What this task involves: Could you show each line of the records that contains the word "Some"?

(Collected data)
━━━━━━━━━━━━━━━━━━━━
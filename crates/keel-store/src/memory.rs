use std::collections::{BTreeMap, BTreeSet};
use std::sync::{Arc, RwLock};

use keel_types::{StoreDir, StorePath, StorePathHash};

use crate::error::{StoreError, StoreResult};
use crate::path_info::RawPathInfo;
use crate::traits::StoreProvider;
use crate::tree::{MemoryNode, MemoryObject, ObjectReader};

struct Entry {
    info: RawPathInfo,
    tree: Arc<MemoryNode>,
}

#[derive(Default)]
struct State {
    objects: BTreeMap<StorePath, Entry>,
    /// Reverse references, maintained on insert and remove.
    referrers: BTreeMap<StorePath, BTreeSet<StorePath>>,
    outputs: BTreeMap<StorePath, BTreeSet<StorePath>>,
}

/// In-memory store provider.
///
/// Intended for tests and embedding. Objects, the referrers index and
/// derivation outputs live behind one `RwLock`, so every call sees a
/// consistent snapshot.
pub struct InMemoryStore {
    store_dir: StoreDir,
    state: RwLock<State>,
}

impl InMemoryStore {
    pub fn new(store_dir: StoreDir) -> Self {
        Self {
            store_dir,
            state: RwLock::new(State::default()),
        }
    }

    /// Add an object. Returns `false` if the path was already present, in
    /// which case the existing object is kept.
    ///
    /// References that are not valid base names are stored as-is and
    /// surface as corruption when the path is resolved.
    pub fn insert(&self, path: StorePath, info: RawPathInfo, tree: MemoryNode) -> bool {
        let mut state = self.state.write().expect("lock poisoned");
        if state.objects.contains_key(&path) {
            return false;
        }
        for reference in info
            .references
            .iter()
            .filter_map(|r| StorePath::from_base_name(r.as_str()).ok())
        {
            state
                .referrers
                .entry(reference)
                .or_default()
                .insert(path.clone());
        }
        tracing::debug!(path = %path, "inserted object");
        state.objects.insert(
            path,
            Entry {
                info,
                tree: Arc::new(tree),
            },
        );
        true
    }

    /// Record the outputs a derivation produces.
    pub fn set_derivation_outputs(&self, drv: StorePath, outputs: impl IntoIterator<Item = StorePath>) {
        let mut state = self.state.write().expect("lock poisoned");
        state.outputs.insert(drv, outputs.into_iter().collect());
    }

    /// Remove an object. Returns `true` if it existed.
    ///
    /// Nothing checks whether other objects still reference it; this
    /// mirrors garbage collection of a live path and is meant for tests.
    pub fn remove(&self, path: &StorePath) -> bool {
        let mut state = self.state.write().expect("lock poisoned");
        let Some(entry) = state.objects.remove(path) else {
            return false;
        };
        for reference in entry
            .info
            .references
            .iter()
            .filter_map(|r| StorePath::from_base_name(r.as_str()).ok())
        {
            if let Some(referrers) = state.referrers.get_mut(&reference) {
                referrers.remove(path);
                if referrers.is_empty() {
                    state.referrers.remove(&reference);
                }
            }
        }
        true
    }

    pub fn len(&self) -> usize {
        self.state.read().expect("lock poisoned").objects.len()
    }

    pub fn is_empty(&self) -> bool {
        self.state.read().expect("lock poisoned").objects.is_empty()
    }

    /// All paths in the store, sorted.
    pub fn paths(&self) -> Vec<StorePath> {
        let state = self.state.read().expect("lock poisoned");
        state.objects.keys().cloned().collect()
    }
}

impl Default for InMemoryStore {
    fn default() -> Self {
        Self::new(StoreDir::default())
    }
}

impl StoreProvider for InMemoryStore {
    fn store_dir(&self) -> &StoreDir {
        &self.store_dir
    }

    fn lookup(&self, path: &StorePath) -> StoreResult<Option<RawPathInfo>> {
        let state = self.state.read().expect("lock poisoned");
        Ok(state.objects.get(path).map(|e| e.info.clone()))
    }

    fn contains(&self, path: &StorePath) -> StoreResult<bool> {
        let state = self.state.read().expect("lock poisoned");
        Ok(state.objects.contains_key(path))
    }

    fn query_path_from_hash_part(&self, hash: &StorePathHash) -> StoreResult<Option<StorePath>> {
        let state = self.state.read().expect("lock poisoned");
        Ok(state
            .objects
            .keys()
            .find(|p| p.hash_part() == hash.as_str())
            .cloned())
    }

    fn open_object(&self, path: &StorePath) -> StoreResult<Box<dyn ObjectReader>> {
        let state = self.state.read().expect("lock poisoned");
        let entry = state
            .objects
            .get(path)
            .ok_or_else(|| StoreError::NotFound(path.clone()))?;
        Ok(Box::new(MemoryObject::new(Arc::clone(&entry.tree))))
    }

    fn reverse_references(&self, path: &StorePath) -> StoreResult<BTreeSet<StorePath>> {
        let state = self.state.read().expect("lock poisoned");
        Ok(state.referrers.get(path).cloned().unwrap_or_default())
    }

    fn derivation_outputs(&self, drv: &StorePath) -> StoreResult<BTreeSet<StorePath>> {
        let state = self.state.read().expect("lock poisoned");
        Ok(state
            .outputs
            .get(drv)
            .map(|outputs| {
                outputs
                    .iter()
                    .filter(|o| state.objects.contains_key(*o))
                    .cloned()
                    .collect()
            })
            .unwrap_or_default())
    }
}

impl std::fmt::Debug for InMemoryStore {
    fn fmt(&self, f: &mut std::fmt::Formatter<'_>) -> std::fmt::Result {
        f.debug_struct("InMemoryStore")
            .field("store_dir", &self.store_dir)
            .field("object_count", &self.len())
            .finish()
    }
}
━━━━━━━━━━━━━━━━━━━━
Solution to the exercise:
        let Some(entry) = state.objects.remove(path) else {
            if let Some(referrers) = state.referrers.get_mut(&reference) {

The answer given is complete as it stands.